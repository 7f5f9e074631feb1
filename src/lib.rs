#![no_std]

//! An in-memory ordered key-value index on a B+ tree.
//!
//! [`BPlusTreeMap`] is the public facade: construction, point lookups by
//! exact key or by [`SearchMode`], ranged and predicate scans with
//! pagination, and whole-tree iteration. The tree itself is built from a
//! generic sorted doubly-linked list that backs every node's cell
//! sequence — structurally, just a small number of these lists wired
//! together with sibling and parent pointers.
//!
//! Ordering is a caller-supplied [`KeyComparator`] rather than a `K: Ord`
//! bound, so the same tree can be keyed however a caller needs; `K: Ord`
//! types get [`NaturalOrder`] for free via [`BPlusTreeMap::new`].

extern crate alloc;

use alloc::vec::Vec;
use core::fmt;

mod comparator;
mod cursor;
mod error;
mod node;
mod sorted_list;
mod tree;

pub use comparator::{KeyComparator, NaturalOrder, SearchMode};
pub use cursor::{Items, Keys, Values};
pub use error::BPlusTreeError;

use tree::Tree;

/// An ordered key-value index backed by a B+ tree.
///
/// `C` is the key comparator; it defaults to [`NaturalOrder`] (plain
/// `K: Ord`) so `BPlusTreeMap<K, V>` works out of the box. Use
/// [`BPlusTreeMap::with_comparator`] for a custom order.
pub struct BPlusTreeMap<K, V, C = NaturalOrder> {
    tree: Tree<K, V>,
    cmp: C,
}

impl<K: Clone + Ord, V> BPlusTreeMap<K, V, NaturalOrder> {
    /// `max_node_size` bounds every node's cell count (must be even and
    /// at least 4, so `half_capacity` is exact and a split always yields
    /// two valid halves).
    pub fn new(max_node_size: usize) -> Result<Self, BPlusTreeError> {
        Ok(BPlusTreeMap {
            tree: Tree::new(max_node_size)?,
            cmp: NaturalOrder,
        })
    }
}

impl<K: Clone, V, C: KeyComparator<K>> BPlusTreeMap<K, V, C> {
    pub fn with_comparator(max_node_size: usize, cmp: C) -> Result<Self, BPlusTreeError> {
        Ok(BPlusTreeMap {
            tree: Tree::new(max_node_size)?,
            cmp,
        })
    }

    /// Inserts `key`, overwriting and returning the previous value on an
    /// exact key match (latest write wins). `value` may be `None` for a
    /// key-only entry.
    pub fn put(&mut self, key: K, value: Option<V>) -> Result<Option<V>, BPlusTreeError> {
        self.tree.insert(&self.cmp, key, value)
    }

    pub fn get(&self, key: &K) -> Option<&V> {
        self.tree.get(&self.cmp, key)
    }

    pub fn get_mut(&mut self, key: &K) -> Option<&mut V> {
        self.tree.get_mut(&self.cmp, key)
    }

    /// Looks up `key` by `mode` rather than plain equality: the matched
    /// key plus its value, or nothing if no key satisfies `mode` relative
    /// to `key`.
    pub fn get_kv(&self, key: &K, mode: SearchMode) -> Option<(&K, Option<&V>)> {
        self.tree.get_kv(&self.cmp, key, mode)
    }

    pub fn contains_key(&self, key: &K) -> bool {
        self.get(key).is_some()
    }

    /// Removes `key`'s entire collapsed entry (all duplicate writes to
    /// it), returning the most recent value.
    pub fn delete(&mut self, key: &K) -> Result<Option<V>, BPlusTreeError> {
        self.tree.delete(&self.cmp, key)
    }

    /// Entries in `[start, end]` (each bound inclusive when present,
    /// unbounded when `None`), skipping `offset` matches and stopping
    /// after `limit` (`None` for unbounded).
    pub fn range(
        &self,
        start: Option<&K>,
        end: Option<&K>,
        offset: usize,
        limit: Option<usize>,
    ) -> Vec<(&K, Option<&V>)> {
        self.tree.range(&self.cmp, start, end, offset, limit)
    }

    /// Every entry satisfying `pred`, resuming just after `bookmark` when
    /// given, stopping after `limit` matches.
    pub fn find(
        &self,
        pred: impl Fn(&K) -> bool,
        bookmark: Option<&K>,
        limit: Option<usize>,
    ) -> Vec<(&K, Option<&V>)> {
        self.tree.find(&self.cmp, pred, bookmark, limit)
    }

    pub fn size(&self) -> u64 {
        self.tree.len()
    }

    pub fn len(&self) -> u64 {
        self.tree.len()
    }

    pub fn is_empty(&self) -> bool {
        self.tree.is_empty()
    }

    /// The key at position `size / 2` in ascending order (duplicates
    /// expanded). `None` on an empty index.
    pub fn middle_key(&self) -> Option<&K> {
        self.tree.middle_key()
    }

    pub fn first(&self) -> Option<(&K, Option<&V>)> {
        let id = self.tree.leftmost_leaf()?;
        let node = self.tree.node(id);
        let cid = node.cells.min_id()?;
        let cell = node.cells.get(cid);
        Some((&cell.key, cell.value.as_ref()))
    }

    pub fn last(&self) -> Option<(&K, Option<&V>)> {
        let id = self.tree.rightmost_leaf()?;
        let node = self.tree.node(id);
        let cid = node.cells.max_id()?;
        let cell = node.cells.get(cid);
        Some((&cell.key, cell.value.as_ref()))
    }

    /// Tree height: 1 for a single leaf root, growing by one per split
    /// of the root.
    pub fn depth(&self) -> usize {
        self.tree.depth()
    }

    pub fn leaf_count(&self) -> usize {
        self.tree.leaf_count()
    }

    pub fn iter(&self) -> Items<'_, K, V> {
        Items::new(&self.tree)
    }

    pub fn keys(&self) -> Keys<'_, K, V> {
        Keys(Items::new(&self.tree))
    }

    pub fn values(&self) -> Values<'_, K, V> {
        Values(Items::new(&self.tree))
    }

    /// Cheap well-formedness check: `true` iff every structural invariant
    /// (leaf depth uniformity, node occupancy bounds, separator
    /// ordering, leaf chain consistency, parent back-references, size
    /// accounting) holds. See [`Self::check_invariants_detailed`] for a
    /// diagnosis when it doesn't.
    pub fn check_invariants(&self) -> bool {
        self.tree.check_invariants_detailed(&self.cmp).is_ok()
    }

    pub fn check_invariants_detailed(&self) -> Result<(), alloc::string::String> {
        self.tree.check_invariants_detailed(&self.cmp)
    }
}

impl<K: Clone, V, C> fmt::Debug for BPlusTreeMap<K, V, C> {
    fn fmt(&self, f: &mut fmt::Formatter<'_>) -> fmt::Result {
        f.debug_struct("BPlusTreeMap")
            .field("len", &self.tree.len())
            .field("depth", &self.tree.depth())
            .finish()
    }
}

▸ DESCRIPTION OF THE TASK
Give back exactly the lines from the one that contains "fn fmt(&self, f: &mut" to the end of the data above, both of those lines included.

▸ SOLVED PROBLEM
    fn fmt(&self, f: &mut fmt::Formatter<'_>) -> fmt::Result {
        f.debug_struct("BPlusTreeMap")
            .field("len", &self.tree.len())
            .field("depth", &self.tree.depth())
            .finish()
    }
}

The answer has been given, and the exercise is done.